SEOUL, South Korea (AP) – South Korea’s military confirmed it tested a solid-fuel rocket on Friday after its unannounced launch triggered a brief public scare over a suspected UFO appearance or launch of a North Korean missile.

The defense ministry said in a statement that the launch of the rocket was part of its efforts to build a space surveillance capability and strengthen its defense position.

He said he did not inform the public about the launch beforehand because it involved sensitive military security issues.

A winding filament of vapor in white to red shadows could be seen winding behind a bright white light in parts of the South Korean sky on Friday evening in parts of the South Korean sky. of South Korea were abuzz with messages from citizens who claimed to have seen a flying object, a rainbow-colored vapor trail or other mysterious lights. Some even posted photos and videos.

“What is this? Is this a UFO? I’m scared,” said one Twitter user. Another said he suspected it was a North Korean missile launch and was worried about a war, while a third said they believed that a North Korean spy operating in South Korea was sending a signal to the North Others suspected it was a supernatural phenomenon.

According to local media, South Korea’s emergency offices and police have received hundreds of reports of citizens who witnessed a suspicious flying object and mysterious lights across the country.

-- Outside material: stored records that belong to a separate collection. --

/*!
 * Scheduler Types
 * Domain types for time-stepped scheduling
 */

use crate::core::limits::DEFAULT_QUANTUM;
use crate::core::types::{Pid, Size, Tick};
use crate::memory::{BlockInfo, MemoryError};
use crate::process::ProcessError;
use miette::Diagnostic;
use serde::{Deserialize, Deserializer, Serialize};
use std::fmt;
use thiserror::Error;

/// Scheduler operation result
pub type SchedulerResult<T> = Result<T, SchedulerError>;

/// Scheduler errors
#[derive(Error, Debug, Clone, PartialEq, Eq, Diagnostic)]
pub enum SchedulerError {
    /// Allocation failed after coalescing and compacting with enough free capacity
    #[error(
        "Invariant violation at t={time}: PID {pid} could not be placed ({demand} units) \
         after compaction with {free} units free"
    )]
    #[diagnostic(
        code(scheduler::invariant_violation),
        help("The partition is corrupt. This is a bug in the allocator, please report it.")
    )]
    InvariantViolation {
        pid: Pid,
        demand: Size,
        free: Size,
        time: Tick,
    },

    #[error("Duplicate process ID: {0}")]
    #[diagnostic(
        code(scheduler::duplicate_pid),
        help("Process IDs must be unique within a workload.")
    )]
    DuplicatePid(Pid),

    #[error("Process {pid} has a memory demand of zero")]
    #[diagnostic(
        code(scheduler::invalid_demand),
        help("Every process must request at least one unit of memory.")
    )]
    InvalidDemand { pid: Pid },

    #[error("Invalid quantum: {0}")]
    #[diagnostic(
        code(scheduler::invalid_quantum),
        help("A tick must advance the clock by at least one time unit.")
    )]
    InvalidQuantum(Tick),

    #[error(transparent)]
    #[diagnostic(transparent)]
    Memory(#[from] MemoryError),

    #[error(transparent)]
    #[diagnostic(transparent)]
    Process(#[from] ProcessError),
}

/// Permanent rejection of a process whose demand exceeds total capacity
#[derive(Error, Debug, Clone, Copy, PartialEq, Eq, Serialize, Deserialize)]
#[error("Process {pid} needs {demand} units but the system only has {capacity}")]
pub struct CapacityExceeded {
    pub pid: Pid,
    pub demand: Size,
    pub capacity: Size,
}

/// Time quantum: time advanced per tick and run time granted per tick
#[derive(Debug, Clone, Copy, PartialEq, Eq, Serialize)]
#[serde(transparent)]
pub struct Quantum(Tick);

impl Quantum {
    /// Create new time quantum
    pub fn new(ticks: Tick) -> SchedulerResult<Self> {
        if ticks == 0 {
            return Err(SchedulerError::InvalidQuantum(ticks));
        }
        Ok(Self(ticks))
    }

    #[inline(always)]
    pub const fn as_ticks(&self) -> Tick {
        self.0
    }
}

impl Default for Quantum {
    fn default() -> Self {
        Self(DEFAULT_QUANTUM)
    }
}

impl<'de> Deserialize<'de> for Quantum {
    fn deserialize<D>(deserializer: D) -> Result<Self, D::Error>
    where
        D: Deserializer<'de>,
    {
        let ticks = Tick::deserialize(deserializer)?;
        Self::new(ticks).map_err(serde::de::Error::custom)
    }
}

/// How an admitted process obtained its block
#[derive(Debug, Clone, Copy, PartialEq, Eq, Serialize, Deserialize)]
#[serde(rename_all = "snake_case")]
pub enum Recovery {
    /// First allocation attempt succeeded
    Direct,
    /// Succeeded after coalescing
    Coalesced,
    /// Succeeded after compacting
    Compacted,
}

/// Outcome of one admission attempt
#[derive(Debug, Clone, Copy, PartialEq, Eq)]
pub enum Admission {
    Admitted(Recovery),
    /// Not enough free capacity right now; stays queued
    Deferred,
    Rejected(CapacityExceeded),
}

/// Repair pass run while admitting a process
#[derive(Debug, Clone, Copy, PartialEq, Eq, Serialize, Deserialize)]
#[serde(rename_all = "snake_case")]
pub enum DefragKind {
    Coalesce,
    Compact,
}

impl fmt::Display for DefragKind {
    fn fmt(&self, f: &mut fmt::Formatter<'_>) -> fmt::Result {
        match self {
            DefragKind::Coalesce => f.write_str("Coalescing"),
            DefragKind::Compact => f.write_str("Compacting"),
        }
    }
}

/// Partition layout on either side of one coalesce or compact pass
#[derive(Debug, Clone, PartialEq, Eq, Serialize, Deserialize)]
pub struct DefragEvent {
    pub kind: DefragKind,
    /// Process whose admission needed the pass
    pub pid: Pid,
    pub demand: Size,
    pub before: Vec<BlockInfo>,
    pub after: Vec<BlockInfo>,
}

/// Everything that happened during one tick
#[derive(Debug, Clone, Default, PartialEq, Eq, Serialize, Deserialize)]
pub struct StepReport {
    /// Clock value the tick ran at
    pub time: Tick,
    pub admitted: Vec<Pid>,
    pub rejected: Vec<CapacityExceeded>,
    /// Process that received this tick's quantum
    pub executed: Option<Pid>,
    pub completed: Option<Pid>,
    /// Coalesce and compact passes in the order they ran
    pub defrag: Vec<DefragEvent>,
}

impl StepReport {
    pub(super) fn at(time: Tick) -> Self {
        Self {
            time,
            ..Self::default()
        }
    }

    /// Coalesce passes run this tick
    pub fn coalesced(&self) -> usize {
        self.count(DefragKind::Coalesce)
    }

    /// Compaction passes run this tick
    pub fn compacted(&self) -> usize {
        self.count(DefragKind::Compact)
    }

    fn count(&self, kind: DefragKind) -> usize {
        self.defrag.iter().filter(|e| e.kind == kind).count()
    }
}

The South Korean rocket launch came four days after the south accused the north of flying five drones across rivals’ border on Monday for the first time in five years. South Korea’s military detected the drones but failed to shoot them down, causing security problems on its air defense network. The military later offered a rare apology for it.

South Korean officials have said they plan to use a solid-fuel rocket to put the nation’s first spy satellite into orbit. In March, South Korea successfully conducted the first launch of a solid-fuel rocket.

Solid-fuel rockets shorten launch times, have simpler structures and are cheaper to develop and produce than liquid-fuel rockets, South Korean officials said.

The defense ministry said Friday’s launch was a follow-up test to the launch in March.

North Korea is also pushing to develop its first military surveillance satellite and other high-tech weapon systems to deal with what it calls US hostility. Earlier this year, North Korea performed a record number of missile tests in what experts call a bid to refine its nuclear weapons technology and increase its influence in future dealings with the United States.